4.2 Context-Free Grammars


The formal Definition of a Context-Free Grammar

  1. Terminals are the basic symbols from which strings are formed. The term “token name” is a synonym for “terminal” and frequently we will use the word “token” for terminal when it is clear that we are talking about just the token name. We assume that the terminals are the first components of the tokens output by the lexical analyzer. Examples of terminals are the keywords if and else and the symbols “(“, and “)“.
  2. Nonterminals are syntactic variables that denote sets of strings. Examples are stmt and expr. The sets of strings denoted by nonterminals help define the language generated by the grammar. Nonterminals impose a hierarchical structure on the language that is key to syntax analysis and translation.
  3. In a grammar, one nonterminal is distinguished as the start symbols, and the set of string it denotes is the language generated by the grammar.
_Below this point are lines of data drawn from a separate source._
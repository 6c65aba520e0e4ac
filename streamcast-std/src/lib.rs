//! # streamcast-std
//!
//! Registry and dispatch engine for the streamcast multicast dispatch
//! registry.
//!
//! This crate provides:
//! - **Registry**: [`Streams`], membership, per-type priority ordering
//! - **Dispatch**: [`DispatchHandle`] with tags, callbacks and result filters
//! - **Fallback**: default-stream bindings and factories
//! - **Lifecycle binding**: [`Lifecycle`]-driven registration
//! - **Filters** and **testing** helpers

#![deny(clippy::wildcard_imports)]
#![warn(missing_docs)]

/// Emit a `DEBUG` event when the registry's debug flag is on.
macro_rules! trace_event {
    ($source:expr, $($arg:tt)+) => {
        if $source.is_debug() {
            ::tracing::debug!($($arg)+);
        }
    };
}

// Re-export core contracts
pub use streamcast_core;

// Modules
pub mod binder;
pub mod connection;
pub mod defaults;
pub mod dispatch;
pub mod filters;
pub mod registry;
pub mod testing;

pub use binder::{Lifecycle, Phase};
pub use connection::Connection;
pub use defaults::{CachingDefaultFactory, FreshDefaultFactory, WeakDefaultFactory};
pub use dispatch::{DispatchHandle, HandleBuilder};
pub use registry::{Streams, StreamsBuilder};
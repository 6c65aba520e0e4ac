//! Ready-made result filters.
//!
//! Filters are type-erased and a handle applies its filter to every
//! value-returning method of the trait, so each filter here answers
//! [`FilterOutcome::Unchanged`] for result types it does not understand.

use std::{fmt, iter, marker::PhantomData};
use streamcast_core::{Args, FilterOutcome, Method, ResultFilter, Results};

/// Filter built from a closure over results of type `T`.
///
/// Created by [`filter_fn`].
pub struct FnFilter<T, F> {
    reduce: F,
    _marker: PhantomData<fn(Vec<T>) -> T>,
}

/// Reduce results of type `T` with a closure.
///
/// # Example
///
/// ```rust,ignore
/// let longest = filter_fn(|_method, _args, names: Vec<String>| {
///     names.into_iter().max_by_key(String::len).unwrap_or_default()
/// });
/// ```
pub fn filter_fn<T, F>(reduce: F) -> FnFilter<T, F>
where
    T: Send + 'static,
    F: Fn(&Method, &Args<'_>, Vec<T>) -> T + Send + Sync,
{
    FnFilter {
        reduce,
        _marker: PhantomData,
    }
}

impl<T, F> ResultFilter for FnFilter<T, F>
where
    T: Send + 'static,
    F: Fn(&Method, &Args<'_>, Vec<T>) -> T + Send + Sync,
{
    fn filter(&self, method: &Method, args: &Args<'_>, results: Results) -> FilterOutcome {
        match results.downcast::<T>() {
            Ok(values) => FilterOutcome::reduced((self.reduce)(method, args, values)),
            Err(results) => FilterOutcome::Unchanged(results),
        }
    }
}

impl<T, F> fmt::Debug for FnFilter<T, F> {
    fn fmt(&self, f: &mut fmt::Formatter<'_>) -> fmt::Result {
        f.debug_struct("FnFilter")
            .field("result", &std::any::type_name::<T>())
            .finish()
    }
}

/// `true` if any stream answered `true`.
#[derive(Debug, Default, Clone, Copy)]
pub struct AnyTrue;

impl ResultFilter for AnyTrue {
    fn filter(&self, _method: &Method, _args: &Args<'_>, results: Results) -> FilterOutcome {
        match results.downcast::<bool>() {
            Ok(values) => FilterOutcome::reduced(values.into_iter().any(|value| value)),
            Err(results) => FilterOutcome::Unchanged(results),
        }
    }
}

/// `true` if every stream answered `true`.
#[derive(Debug, Default, Clone, Copy)]
pub struct AllTrue;

impl ResultFilter for AllTrue {
    fn filter(&self, _method: &Method, _args: &Args<'_>, results: Results) -> FilterOutcome {
        match results.downcast::<bool>() {
            Ok(values) => FilterOutcome::reduced(values.into_iter().all(|value| value)),
            Err(results) => FilterOutcome::Unchanged(results),
        }
    }
}

/// Sum of numeric results of type `T`.
pub struct Sum<T> {
    _marker: PhantomData<fn() -> T>,
}

impl<T> Sum<T> {
    /// Create the filter.
    pub fn new() -> Self {
        Self {
            _marker: PhantomData,
        }
    }
}

impl<T> Default for Sum<T> {
    fn default() -> Self {
        Self::new()
    }
}

impl<T> fmt::Debug for Sum<T> {
    fn fmt(&self, f: &mut fmt::Formatter<'_>) -> fmt::Result {
        write!(f, "Sum<{}>", std::any::type_name::<T>())
    }
}

impl<T> ResultFilter for Sum<T>
where
    T: iter::Sum<T> + Send + 'static,
{
    fn filter(&self, _method: &Method, _args: &Args<'_>, results: Results) -> FilterOutcome {
        match results.downcast::<T>() {
            Ok(values) => FilterOutcome::reduced(values.into_iter().sum::<T>()),
            Err(results) => FilterOutcome::Unchanged(results),
        }
    }
}

/// The first result of the round, which comes from the highest-priority
/// stream reached.
#[derive(Debug, Default, Clone, Copy)]
pub struct First;

impl ResultFilter for First {
    fn filter(&self, _method: &Method, _args: &Args<'_>, results: Results) -> FilterOutcome {
        match results.into_values().into_iter().next() {
            Some(first) => FilterOutcome::Reduced(first),
            None => FilterOutcome::Unchanged(Results::new(Vec::new())),
        }
    }
}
Conventionally, the productions for the start symbol are listed first.
    1. A nonterminal called the head or left side of the production; this production defines some of the strings denoted by the head.
    2. The symbol ->. Sometimes ::= has been used in place of the arrow.
    3. A body or right side consisting of zero or more terminals and nonterminals. The components of the body describe one way in which strings of the nonterminal at the head can be constructed.

Notational Conventions

  1. These symbols are terminals:
    1. Lowercase letters early in the alphabet, such as a, b, c
    2. Operator symbols such as +, *, and so on
    3. Punctuation symbols such as parentheses, comma, and so on.
    4. The digits 0, 1, …, 9
    5. Boldface strings such as id or if, each of which represents a single terminal symbol.
  2. These symbols are nonterminals:
    1. Uppercase letters early in the alphabet, such as A, B, C
    2. The letter S, which, when it appears, is usually the start symbol.
    3. Lowercase, italic names such as expr or stmt.
    4. When discussing programming constructs, uppercase letters may be used to represent nonterminals for the constructs. For example, nonterminals for expressions, terms, and factors are often represented by E, T, and F, respectively.
    5. Uppercase letters late in the alphabet, such as X, Y, Z, represent grammar symbols; that is, either nonterminals or terminals.
    6. Lowercase letters late in the alphabet, chiefly u, v, …, z, represent (possibly empty) strings of terminals.
  3. Lowercase Greek letters, α, β, γ for example, represent (possibly empty) strings of grammar symbols. Thus, a generic production can be written as A -> α, where A is the head and α is the body.
  4. A set of productions A -> α1, A -> α2, …, A -> αK with a common head A (call them A-productions), may be written as A -> α1 | α2 | … | αK . Call α1, α2, …, αK the alternatives for A.
  5. Unless stated otherwise, the head of the first production is the start symbol.